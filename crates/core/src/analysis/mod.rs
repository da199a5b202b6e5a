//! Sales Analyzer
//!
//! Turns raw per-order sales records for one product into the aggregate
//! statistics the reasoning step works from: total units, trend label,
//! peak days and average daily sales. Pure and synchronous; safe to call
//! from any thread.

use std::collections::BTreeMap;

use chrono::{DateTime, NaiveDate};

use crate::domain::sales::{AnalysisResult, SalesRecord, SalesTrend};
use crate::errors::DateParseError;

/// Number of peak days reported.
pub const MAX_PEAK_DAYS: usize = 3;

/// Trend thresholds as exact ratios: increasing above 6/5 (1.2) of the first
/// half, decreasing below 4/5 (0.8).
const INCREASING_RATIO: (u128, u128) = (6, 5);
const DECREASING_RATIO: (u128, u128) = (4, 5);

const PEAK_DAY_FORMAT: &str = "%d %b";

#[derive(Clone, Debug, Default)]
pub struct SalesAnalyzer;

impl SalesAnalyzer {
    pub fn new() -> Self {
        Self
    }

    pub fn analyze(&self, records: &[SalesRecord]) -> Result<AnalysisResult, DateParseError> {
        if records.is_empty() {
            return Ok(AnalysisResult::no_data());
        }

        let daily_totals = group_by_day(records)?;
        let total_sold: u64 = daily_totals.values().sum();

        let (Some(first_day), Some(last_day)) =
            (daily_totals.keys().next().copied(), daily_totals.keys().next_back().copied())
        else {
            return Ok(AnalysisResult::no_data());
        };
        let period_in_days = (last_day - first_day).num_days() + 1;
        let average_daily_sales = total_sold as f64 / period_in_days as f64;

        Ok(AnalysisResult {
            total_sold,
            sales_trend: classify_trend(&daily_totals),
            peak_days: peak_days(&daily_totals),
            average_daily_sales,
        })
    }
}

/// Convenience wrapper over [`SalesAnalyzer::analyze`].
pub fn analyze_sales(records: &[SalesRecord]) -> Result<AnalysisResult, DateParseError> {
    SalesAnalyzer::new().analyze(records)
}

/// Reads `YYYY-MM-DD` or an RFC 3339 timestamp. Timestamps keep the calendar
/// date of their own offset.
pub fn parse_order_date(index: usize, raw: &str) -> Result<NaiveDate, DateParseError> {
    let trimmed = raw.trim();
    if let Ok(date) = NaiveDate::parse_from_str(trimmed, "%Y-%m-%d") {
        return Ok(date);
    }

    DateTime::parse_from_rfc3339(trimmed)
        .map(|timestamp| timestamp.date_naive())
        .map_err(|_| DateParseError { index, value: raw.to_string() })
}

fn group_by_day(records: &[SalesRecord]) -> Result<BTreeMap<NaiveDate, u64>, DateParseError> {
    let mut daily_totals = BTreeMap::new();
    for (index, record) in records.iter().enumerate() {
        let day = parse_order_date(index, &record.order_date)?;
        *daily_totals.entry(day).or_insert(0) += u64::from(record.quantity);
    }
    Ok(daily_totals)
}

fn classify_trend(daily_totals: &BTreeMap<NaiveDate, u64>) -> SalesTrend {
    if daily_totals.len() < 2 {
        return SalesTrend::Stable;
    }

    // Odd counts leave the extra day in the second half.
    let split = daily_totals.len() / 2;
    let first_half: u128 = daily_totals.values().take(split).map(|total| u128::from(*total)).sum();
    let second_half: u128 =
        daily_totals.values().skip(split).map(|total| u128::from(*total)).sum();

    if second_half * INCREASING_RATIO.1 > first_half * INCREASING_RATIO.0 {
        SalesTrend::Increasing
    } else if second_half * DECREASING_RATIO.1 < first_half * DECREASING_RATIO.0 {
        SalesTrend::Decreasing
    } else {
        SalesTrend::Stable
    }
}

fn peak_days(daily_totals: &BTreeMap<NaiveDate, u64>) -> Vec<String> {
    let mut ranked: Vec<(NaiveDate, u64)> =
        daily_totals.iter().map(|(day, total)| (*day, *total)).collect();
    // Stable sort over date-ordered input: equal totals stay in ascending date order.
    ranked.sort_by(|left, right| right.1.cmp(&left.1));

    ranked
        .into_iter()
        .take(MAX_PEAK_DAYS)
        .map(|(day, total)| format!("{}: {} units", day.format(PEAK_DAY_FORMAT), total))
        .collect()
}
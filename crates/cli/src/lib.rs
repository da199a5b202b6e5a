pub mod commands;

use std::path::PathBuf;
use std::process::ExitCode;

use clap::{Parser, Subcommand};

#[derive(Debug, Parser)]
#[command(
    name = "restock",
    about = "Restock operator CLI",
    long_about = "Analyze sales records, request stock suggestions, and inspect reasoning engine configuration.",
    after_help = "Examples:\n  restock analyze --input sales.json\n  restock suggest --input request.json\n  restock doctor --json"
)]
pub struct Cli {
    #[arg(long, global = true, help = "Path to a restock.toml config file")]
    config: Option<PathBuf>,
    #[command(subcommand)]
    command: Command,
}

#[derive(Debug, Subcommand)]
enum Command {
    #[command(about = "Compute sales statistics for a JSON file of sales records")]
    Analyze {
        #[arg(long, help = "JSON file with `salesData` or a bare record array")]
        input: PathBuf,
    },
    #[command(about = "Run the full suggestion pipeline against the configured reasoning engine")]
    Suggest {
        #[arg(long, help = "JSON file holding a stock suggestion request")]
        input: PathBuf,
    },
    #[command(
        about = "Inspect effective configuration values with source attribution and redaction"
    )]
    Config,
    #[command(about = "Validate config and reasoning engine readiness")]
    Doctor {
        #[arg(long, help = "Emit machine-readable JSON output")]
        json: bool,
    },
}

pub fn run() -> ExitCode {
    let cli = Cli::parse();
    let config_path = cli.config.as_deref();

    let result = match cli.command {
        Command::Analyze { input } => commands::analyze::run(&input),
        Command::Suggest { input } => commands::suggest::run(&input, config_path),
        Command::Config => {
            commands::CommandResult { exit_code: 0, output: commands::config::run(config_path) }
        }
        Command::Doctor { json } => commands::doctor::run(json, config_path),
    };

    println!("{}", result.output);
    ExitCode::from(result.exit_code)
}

YOUR INSTRUCTIONS — Retype each line above, keeping every character.

ANSWER BOX —
filename crates/core/src/analysis/mod.rs
repository da199a5b202b6e5a
//! Sales Analyzer
//!
//! Turns raw per-order sales records for one product into the aggregate
//! statistics the reasoning step works from: total units, trend label,
//! peak days and average daily sales. Pure and synchronous; safe to call
//! from any thread.

use std::collections::BTreeMap;

use chrono::{DateTime, NaiveDate};

use crate::domain::sales::{AnalysisResult, SalesRecord, SalesTrend};
use crate::errors::DateParseError;

/// Number of peak days reported.
pub const MAX_PEAK_DAYS: usize = 3;

/// Trend thresholds as exact ratios: increasing above 6/5 (1.2) of the first
/// half, decreasing below 4/5 (0.8).
const INCREASING_RATIO: (u128, u128) = (6, 5);
const DECREASING_RATIO: (u128, u128) = (4, 5);

const PEAK_DAY_FORMAT: &str = "%d %b";

#[derive(Clone, Debug, Default)]
pub struct SalesAnalyzer;

impl SalesAnalyzer {
    pub fn new() -> Self {
        Self
    }

    pub fn analyze(&self, records: &[SalesRecord]) -> Result<AnalysisResult, DateParseError> {
        if records.is_empty() {
            return Ok(AnalysisResult::no_data());
        }

        let daily_totals = group_by_day(records)?;
        let total_sold: u64 = daily_totals.values().sum();

        let (Some(first_day), Some(last_day)) =
            (daily_totals.keys().next().copied(), daily_totals.keys().next_back().copied())
        else {
            return Ok(AnalysisResult::no_data());
        };
        let period_in_days = (last_day - first_day).num_days() + 1;
        let average_daily_sales = total_sold as f64 / period_in_days as f64;

        Ok(AnalysisResult {
            total_sold,
            sales_trend: classify_trend(&daily_totals),
            peak_days: peak_days(&daily_totals),
            average_daily_sales,
        })
    }
}

/// Convenience wrapper over [`SalesAnalyzer::analyze`].
pub fn analyze_sales(records: &[SalesRecord]) -> Result<AnalysisResult, DateParseError> {
    SalesAnalyzer::new().analyze(records)
}

/// Reads `YYYY-MM-DD` or an RFC 3339 timestamp. Timestamps keep the calendar
/// date of their own offset.
pub fn parse_order_date(index: usize, raw: &str) -> Result<NaiveDate, DateParseError> {
    let trimmed = raw.trim();
    if let Ok(date) = NaiveDate::parse_from_str(trimmed, "%Y-%m-%d") {
        return Ok(date);
    }

    DateTime::parse_from_rfc3339(trimmed)
        .map(|timestamp| timestamp.date_naive())
        .map_err(|_| DateParseError { index, value: raw.to_string() })
}

fn group_by_day(records: &[SalesRecord]) -> Result<BTreeMap<NaiveDate, u64>, DateParseError> {
    let mut daily_totals = BTreeMap::new();
    for (index, record) in records.iter().enumerate() {
        let day = parse_order_date(index, &record.order_date)?;
        *daily_totals.entry(day).or_insert(0) += u64::from(record.quantity);
    }
    Ok(daily_totals)
}

fn classify_trend(daily_totals: &BTreeMap<NaiveDate, u64>) -> SalesTrend {
    if daily_totals.len() < 2 {
        return SalesTrend::Stable;
    }

    // Odd counts leave the extra day in the second half.
    let split = daily_totals.len() / 2;
    let first_half: u128 = daily_totals.values().take(split).map(|total| u128::from(*total)).sum();
    let second_half: u128 =
        daily_totals.values().skip(split).map(|total| u128::from(*total)).sum();

    if second_half * INCREASING_RATIO.1 > first_half * INCREASING_RATIO.0 {
        SalesTrend::Increasing
    } else if second_half * DECREASING_RATIO.1 < first_half * DECREASING_RATIO.0 {
        SalesTrend::Decreasing
    } else {
        SalesTrend::Stable
    }
}

fn peak_days(daily_totals: &BTreeMap<NaiveDate, u64>) -> Vec<String> {
    let mut ranked: Vec<(NaiveDate, u64)> =
        daily_totals.iter().map(|(day, total)| (*day, *total)).collect();
    // Stable sort over date-ordered input: equal totals stay in ascending date order.
    ranked.sort_by(|left, right| right.1.cmp(&left.1));

    ranked
        .into_iter()
        .take(MAX_PEAK_DAYS)
        .map(|(day, total)| format!("{}: {} units", day.format(PEAK_DAY_FORMAT), total))
        .collect()
}
filename crates/cli/src/lib.rs
repository da199a5b202b6e5a
pub mod commands;

use std::path::PathBuf;
use std::process::ExitCode;

use clap::{Parser, Subcommand};

#[derive(Debug, Parser)]
#[command(
    name = "restock",
    about = "Restock operator CLI",
    long_about = "Analyze sales records, request stock suggestions, and inspect reasoning engine configuration.",
    after_help = "Examples:\n  restock analyze --input sales.json\n  restock suggest --input request.json\n  restock doctor --json"
)]
pub struct Cli {
    #[arg(long, global = true, help = "Path to a restock.toml config file")]
    config: Option<PathBuf>,
    #[command(subcommand)]
    command: Command,
}

#[derive(Debug, Subcommand)]
enum Command {
    #[command(about = "Compute sales statistics for a JSON file of sales records")]
    Analyze {
        #[arg(long, help = "JSON file with `salesData` or a bare record array")]
        input: PathBuf,
    },
    #[command(about = "Run the full suggestion pipeline against the configured reasoning engine")]
    Suggest {
        #[arg(long, help = "JSON file holding a stock suggestion request")]
        input: PathBuf,
    },
    #[command(
        about = "Inspect effective configuration values with source attribution and redaction"
    )]
    Config,
    #[command(about = "Validate config and reasoning engine readiness")]
    Doctor {
        #[arg(long, help = "Emit machine-readable JSON output")]
        json: bool,
    },
}

pub fn run() -> ExitCode {
    let cli = Cli::parse();
    let config_path = cli.config.as_deref();

    let result = match cli.command {
        Command::Analyze { input } => commands::analyze::run(&input),
        Command::Suggest { input } => commands::suggest::run(&input, config_path),
        Command::Config => {
            commands::CommandResult { exit_code: 0, output: commands::config::run(config_path) }
        }
        Command::Doctor { json } => commands::doctor::run(json, config_path),
    };

    println!("{}", result.output);
    ExitCode::from(result.exit_code)
}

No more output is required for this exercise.